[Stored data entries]

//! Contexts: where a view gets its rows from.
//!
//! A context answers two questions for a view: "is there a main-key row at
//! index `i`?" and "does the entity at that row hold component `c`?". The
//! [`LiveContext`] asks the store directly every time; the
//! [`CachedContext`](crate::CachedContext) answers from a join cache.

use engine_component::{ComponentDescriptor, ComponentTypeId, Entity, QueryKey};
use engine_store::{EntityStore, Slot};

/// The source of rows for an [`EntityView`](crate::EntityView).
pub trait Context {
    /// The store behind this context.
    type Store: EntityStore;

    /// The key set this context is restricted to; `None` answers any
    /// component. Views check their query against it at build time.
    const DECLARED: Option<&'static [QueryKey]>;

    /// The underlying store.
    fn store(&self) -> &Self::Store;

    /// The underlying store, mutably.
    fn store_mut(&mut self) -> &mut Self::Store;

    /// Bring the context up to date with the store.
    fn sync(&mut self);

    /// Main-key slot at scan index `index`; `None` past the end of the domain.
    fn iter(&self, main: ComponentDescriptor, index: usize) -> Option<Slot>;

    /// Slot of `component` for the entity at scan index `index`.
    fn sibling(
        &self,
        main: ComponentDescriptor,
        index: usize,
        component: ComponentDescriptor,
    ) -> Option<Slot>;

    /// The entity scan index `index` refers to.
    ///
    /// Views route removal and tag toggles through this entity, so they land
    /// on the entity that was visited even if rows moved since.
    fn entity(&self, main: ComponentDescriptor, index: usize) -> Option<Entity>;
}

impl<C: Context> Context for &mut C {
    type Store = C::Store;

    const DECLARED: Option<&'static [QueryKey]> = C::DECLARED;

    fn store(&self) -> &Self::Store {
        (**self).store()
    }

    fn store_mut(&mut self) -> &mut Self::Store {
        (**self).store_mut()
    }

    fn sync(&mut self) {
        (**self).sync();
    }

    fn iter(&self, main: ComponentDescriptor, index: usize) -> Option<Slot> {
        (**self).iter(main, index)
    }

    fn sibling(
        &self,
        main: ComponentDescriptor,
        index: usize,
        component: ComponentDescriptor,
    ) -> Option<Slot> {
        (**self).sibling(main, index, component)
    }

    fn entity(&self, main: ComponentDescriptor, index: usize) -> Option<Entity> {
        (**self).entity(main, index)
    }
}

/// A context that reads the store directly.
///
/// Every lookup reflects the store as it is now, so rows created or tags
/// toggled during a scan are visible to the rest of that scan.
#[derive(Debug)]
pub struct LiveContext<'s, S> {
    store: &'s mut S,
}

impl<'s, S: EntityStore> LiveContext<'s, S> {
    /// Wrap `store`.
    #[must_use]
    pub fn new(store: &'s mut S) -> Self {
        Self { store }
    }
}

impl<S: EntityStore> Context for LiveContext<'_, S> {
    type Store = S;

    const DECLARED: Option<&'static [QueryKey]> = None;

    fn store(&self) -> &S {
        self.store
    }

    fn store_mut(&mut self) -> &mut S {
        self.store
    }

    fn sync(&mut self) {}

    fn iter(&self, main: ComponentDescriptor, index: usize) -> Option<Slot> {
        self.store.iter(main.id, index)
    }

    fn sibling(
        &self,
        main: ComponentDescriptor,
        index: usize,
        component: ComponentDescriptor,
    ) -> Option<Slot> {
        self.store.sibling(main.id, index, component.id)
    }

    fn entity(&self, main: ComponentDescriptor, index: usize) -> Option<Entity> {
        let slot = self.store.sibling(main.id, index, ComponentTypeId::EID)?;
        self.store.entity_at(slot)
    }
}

#### TASK DIRECTIONS:
Collect every line above that contains the word "from".

#### ANSWER BELOW:
//! Contexts: where a view gets its rows from.
//! [`CachedContext`](crate::CachedContext) answers from a join cache.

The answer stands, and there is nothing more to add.